WORK TASK -> Set down exactly the lines below between the line holding "Ok(Some(ChannelEvent::Data(data)))" and the line holding "exited with status", inclusive; no other line belongs in the answer.

[Stored data entries]
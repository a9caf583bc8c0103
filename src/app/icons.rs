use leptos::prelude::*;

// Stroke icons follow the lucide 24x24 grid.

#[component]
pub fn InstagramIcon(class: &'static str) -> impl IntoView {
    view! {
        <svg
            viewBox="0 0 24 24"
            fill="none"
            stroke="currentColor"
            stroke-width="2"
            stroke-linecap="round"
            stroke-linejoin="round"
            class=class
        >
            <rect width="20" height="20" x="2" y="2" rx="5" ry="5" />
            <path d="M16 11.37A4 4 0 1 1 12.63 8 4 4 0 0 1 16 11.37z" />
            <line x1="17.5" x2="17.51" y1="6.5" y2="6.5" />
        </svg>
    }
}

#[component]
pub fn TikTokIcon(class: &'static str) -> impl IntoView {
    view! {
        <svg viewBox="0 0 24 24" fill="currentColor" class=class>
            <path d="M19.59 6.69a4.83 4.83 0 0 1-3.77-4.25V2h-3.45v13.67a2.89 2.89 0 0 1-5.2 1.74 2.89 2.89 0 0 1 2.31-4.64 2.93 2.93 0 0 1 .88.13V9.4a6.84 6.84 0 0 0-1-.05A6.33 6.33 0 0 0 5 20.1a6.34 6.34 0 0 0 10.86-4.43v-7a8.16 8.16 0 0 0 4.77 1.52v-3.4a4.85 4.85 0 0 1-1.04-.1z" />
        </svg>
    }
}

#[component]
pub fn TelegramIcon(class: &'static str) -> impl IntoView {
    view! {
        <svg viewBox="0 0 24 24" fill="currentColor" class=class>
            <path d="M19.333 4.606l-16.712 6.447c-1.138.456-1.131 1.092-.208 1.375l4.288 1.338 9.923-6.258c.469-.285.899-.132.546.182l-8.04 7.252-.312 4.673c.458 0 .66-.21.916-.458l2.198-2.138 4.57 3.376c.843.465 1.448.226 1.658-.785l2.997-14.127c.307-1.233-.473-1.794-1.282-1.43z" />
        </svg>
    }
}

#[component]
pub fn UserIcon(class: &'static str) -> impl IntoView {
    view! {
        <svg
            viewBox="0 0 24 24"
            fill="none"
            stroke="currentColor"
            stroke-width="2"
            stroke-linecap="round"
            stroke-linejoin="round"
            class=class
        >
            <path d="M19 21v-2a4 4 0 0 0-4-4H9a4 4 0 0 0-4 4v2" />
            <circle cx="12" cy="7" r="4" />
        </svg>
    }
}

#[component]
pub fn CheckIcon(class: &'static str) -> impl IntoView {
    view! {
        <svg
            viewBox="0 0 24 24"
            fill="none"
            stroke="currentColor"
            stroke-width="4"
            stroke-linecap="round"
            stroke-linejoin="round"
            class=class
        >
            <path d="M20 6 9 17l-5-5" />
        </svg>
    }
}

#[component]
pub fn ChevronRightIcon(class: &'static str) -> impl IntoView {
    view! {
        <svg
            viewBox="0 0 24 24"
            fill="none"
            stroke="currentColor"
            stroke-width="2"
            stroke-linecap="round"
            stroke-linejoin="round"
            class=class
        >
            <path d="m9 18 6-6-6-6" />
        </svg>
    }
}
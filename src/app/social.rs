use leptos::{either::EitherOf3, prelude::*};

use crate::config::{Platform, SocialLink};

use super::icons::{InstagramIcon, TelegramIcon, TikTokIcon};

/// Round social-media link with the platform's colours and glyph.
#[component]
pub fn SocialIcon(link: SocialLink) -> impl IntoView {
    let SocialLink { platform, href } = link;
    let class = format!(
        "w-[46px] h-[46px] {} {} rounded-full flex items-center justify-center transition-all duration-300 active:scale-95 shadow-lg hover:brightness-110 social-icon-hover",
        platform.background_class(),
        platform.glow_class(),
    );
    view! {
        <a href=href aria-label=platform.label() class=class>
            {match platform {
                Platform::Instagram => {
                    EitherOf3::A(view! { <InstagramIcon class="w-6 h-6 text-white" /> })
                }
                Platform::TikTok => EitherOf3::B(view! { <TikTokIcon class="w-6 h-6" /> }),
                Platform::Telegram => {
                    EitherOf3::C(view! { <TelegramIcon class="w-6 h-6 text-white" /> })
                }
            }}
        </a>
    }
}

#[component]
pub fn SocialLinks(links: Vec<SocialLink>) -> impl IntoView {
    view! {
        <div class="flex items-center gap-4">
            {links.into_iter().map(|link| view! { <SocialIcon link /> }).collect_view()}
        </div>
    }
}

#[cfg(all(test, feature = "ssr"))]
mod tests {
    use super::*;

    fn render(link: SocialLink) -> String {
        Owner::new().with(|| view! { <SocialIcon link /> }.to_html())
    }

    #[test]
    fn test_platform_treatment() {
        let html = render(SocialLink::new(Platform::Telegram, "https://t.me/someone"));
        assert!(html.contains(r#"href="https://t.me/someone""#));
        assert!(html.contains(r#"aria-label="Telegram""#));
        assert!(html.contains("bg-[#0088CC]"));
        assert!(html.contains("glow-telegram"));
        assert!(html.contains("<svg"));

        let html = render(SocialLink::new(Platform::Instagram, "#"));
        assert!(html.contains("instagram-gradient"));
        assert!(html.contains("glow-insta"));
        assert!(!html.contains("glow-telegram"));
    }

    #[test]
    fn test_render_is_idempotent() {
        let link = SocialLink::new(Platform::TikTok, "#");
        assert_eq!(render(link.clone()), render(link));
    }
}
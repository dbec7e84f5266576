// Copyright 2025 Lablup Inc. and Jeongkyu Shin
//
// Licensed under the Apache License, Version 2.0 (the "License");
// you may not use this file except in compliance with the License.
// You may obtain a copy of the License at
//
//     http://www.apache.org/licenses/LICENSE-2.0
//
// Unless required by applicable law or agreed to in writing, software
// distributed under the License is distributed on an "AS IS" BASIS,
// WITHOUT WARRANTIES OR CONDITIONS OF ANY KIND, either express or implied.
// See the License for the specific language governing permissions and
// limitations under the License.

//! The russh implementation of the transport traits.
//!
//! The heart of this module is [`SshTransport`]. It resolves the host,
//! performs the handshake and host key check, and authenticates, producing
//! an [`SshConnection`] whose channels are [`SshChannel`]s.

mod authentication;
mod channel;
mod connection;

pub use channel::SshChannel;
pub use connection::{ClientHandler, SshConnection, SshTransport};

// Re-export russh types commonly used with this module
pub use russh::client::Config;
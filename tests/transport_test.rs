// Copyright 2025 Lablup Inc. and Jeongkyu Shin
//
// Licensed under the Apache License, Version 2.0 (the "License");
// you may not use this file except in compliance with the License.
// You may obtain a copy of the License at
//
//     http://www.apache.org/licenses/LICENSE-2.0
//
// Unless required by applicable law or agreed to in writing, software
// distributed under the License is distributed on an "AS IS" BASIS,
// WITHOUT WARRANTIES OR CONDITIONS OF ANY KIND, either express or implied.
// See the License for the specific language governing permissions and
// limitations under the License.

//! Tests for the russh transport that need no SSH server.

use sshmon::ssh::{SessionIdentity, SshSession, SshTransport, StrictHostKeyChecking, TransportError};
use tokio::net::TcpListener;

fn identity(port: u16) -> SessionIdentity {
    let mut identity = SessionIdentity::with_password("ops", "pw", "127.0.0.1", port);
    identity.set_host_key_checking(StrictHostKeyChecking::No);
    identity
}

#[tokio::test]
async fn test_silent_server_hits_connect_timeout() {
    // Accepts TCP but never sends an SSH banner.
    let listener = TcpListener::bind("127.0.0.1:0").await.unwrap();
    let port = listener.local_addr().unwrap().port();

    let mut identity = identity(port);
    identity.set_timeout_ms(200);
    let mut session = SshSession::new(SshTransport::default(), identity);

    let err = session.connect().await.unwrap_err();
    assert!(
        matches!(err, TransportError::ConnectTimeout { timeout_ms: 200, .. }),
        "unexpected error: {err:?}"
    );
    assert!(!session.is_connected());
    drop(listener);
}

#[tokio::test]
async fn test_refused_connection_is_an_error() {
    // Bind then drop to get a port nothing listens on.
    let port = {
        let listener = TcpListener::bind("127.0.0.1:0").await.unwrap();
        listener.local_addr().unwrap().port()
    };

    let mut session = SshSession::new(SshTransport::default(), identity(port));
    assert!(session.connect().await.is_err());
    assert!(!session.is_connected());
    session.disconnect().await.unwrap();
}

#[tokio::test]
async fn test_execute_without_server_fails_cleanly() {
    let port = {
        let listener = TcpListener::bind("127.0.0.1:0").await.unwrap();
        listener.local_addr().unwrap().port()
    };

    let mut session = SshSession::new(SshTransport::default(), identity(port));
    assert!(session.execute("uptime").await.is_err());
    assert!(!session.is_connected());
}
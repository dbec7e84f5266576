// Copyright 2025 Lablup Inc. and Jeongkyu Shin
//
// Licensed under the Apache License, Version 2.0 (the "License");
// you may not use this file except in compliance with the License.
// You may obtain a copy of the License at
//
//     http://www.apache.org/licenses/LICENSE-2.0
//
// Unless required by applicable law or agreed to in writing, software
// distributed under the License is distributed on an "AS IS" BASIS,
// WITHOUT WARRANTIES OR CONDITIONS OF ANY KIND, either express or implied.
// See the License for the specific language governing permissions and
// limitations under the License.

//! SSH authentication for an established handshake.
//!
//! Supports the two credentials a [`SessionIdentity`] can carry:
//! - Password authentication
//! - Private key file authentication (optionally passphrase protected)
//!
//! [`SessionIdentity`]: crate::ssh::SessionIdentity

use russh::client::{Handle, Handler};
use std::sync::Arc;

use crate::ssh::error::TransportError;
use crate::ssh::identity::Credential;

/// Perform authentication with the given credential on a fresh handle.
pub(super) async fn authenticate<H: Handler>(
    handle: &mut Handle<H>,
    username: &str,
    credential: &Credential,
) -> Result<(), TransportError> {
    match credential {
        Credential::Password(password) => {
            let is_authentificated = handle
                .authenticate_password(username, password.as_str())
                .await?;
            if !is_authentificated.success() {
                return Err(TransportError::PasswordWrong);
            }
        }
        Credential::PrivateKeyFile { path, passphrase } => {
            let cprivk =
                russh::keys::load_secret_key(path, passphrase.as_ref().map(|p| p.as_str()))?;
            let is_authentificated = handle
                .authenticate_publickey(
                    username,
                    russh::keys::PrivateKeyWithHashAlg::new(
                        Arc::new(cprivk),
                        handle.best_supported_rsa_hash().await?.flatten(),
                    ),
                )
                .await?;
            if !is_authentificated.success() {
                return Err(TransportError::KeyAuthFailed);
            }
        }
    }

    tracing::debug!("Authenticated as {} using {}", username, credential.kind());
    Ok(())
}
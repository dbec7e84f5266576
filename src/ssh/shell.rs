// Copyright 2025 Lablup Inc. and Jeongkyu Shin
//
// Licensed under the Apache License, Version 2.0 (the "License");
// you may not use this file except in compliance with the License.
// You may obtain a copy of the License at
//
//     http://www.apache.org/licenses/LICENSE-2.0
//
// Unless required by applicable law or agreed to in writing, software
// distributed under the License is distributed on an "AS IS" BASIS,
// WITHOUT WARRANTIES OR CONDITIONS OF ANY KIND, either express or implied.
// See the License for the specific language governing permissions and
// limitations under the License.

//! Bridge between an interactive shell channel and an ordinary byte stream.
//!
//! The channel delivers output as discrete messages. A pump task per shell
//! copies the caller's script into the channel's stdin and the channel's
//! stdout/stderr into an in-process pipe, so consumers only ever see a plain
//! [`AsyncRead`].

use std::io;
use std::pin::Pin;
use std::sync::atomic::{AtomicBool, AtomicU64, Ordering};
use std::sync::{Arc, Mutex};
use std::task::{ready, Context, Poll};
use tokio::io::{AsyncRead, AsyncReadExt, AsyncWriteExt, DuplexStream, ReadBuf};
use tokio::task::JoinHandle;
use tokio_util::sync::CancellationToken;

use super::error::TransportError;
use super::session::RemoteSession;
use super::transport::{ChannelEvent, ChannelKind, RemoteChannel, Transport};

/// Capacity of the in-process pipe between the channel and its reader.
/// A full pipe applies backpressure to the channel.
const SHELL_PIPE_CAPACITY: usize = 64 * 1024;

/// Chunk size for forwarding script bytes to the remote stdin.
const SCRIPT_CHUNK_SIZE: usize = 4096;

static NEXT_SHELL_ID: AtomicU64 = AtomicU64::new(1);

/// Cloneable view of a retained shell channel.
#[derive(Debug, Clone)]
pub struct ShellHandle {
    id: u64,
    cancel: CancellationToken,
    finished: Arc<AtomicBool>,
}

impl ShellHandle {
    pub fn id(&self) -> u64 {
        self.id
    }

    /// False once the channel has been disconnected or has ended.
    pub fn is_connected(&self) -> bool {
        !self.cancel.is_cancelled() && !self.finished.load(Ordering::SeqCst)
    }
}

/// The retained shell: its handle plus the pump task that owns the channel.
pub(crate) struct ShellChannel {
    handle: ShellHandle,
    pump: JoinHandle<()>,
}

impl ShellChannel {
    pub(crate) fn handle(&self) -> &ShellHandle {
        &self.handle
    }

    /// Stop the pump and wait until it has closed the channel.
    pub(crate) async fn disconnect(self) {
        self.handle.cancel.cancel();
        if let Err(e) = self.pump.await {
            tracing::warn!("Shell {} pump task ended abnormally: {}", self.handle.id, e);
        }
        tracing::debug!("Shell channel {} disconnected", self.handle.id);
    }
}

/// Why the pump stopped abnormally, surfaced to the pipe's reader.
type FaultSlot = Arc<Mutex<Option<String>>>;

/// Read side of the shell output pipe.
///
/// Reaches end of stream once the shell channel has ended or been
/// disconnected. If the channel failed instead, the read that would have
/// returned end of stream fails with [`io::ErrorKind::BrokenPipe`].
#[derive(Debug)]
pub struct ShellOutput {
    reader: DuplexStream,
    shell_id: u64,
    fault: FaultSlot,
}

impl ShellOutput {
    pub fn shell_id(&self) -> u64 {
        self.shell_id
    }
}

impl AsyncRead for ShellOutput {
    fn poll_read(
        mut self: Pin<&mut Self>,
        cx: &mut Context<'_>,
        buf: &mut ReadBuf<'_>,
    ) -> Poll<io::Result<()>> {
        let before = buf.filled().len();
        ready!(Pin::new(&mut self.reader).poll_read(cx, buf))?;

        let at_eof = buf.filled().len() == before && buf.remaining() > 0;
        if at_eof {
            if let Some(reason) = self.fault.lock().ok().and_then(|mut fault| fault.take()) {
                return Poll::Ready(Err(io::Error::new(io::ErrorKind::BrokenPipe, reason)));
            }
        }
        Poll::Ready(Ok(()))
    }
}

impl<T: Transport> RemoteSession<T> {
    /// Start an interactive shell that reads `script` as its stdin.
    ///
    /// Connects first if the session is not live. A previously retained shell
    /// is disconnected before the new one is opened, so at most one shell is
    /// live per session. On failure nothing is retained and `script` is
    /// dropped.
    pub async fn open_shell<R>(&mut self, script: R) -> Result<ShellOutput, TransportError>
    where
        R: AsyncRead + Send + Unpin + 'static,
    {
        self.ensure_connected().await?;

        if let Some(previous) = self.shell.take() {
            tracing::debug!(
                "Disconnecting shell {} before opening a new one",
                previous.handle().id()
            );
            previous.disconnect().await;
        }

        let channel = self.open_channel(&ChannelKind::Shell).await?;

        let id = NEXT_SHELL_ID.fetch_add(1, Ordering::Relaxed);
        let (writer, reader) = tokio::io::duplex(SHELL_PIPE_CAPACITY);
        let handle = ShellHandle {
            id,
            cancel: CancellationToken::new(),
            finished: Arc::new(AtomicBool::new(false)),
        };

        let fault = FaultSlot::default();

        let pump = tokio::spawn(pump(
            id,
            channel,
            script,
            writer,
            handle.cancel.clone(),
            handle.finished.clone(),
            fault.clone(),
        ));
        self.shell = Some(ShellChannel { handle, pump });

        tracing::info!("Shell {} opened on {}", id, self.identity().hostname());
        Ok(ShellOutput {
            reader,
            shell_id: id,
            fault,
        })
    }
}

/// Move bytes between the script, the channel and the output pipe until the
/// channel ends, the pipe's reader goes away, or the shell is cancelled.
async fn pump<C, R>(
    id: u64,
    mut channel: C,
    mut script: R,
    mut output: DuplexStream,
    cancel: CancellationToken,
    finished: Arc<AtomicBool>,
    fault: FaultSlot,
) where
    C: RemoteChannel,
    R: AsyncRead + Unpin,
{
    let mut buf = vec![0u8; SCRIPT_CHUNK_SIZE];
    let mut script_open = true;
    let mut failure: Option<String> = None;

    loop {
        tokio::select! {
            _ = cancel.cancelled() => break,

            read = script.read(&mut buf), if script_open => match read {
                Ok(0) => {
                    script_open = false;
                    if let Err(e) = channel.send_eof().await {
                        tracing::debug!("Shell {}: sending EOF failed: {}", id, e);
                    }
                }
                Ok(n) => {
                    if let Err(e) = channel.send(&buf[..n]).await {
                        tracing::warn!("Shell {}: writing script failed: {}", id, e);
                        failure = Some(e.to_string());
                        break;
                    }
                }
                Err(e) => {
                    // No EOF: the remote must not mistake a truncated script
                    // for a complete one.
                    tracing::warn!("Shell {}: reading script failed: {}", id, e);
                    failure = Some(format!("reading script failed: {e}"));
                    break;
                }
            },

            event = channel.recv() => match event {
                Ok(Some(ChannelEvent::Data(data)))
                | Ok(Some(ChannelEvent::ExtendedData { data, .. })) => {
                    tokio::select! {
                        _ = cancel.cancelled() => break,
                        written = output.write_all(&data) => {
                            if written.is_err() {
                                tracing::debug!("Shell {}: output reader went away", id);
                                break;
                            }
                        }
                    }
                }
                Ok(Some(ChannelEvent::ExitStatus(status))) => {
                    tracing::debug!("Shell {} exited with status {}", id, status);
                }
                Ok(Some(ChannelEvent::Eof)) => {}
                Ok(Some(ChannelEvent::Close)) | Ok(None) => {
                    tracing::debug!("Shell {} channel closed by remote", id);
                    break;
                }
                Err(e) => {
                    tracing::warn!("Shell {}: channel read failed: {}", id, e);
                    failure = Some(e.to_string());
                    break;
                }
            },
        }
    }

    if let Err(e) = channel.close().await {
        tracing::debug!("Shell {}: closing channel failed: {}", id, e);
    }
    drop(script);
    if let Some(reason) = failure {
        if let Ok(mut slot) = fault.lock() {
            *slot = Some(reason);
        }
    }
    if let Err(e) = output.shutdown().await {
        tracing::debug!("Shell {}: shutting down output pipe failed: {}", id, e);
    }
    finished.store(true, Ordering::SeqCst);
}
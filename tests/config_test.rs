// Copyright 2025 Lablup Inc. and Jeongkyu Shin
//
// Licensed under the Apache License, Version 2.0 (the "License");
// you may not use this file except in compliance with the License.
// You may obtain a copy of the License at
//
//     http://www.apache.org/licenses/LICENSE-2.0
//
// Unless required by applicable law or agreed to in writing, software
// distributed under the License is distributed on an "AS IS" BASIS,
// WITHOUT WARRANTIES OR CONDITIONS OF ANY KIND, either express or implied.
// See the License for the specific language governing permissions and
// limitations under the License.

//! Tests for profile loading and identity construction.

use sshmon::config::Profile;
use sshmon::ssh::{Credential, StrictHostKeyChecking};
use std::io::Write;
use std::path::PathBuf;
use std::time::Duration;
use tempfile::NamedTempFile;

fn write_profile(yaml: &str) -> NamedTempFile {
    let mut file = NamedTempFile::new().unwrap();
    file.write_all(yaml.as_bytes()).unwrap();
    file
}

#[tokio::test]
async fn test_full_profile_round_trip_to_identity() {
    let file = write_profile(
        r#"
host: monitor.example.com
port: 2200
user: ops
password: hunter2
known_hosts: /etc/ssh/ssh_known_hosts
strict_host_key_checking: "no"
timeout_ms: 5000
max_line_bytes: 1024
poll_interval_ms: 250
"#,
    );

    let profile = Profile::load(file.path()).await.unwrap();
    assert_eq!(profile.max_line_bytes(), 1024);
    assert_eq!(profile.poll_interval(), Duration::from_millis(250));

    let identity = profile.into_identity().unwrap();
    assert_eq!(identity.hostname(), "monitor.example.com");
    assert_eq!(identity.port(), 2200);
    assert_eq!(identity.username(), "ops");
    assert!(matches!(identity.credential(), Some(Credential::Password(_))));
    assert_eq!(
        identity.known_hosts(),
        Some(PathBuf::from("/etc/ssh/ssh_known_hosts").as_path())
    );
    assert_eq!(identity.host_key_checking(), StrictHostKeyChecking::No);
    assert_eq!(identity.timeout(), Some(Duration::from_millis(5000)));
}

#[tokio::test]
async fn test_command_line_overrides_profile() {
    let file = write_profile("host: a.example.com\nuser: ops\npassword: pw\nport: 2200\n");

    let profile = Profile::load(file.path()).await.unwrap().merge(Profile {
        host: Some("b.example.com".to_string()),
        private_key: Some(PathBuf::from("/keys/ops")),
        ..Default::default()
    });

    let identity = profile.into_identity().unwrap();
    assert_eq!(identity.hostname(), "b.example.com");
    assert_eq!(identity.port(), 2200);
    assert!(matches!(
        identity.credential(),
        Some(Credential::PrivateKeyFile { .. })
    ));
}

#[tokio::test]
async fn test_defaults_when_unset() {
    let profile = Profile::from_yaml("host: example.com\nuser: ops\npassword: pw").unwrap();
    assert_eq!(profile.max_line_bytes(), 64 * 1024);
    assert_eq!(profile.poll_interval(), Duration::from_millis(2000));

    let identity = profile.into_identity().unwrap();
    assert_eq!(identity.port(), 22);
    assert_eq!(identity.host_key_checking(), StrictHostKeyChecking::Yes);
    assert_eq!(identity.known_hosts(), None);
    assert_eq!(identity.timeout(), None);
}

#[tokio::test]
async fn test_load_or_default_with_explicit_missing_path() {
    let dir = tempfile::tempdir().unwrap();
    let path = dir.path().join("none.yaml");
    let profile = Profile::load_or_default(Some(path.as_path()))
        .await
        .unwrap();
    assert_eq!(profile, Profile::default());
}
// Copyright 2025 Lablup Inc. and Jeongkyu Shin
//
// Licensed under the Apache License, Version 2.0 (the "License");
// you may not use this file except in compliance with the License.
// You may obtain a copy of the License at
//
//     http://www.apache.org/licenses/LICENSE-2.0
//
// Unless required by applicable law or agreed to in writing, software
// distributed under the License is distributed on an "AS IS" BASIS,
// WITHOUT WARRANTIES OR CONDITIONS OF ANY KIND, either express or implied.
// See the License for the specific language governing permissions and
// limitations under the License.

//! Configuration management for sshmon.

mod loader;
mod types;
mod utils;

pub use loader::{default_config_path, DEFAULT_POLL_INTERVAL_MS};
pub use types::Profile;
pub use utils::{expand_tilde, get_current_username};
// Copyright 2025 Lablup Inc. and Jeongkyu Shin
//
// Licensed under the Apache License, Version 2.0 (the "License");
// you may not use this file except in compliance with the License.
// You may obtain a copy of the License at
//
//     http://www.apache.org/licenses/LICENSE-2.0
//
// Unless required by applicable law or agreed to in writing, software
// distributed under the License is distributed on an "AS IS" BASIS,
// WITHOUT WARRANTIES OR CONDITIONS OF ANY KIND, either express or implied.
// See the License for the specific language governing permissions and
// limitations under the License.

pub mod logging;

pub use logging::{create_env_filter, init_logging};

YOUR SOLUTION ->
                Ok(Some(ChannelEvent::Data(data)))
                | Ok(Some(ChannelEvent::ExtendedData { data, .. })) => {
                    tokio::select! {
                        _ = cancel.cancelled() => break,
                        written = output.write_all(&data) => {
                            if written.is_err() {
                                tracing::debug!("Shell {}: output reader went away", id);
                                break;
                            }
                        }
                    }
                }
                Ok(Some(ChannelEvent::ExitStatus(status))) => {
                    tracing::debug!("Shell {} exited with status {}", id, status);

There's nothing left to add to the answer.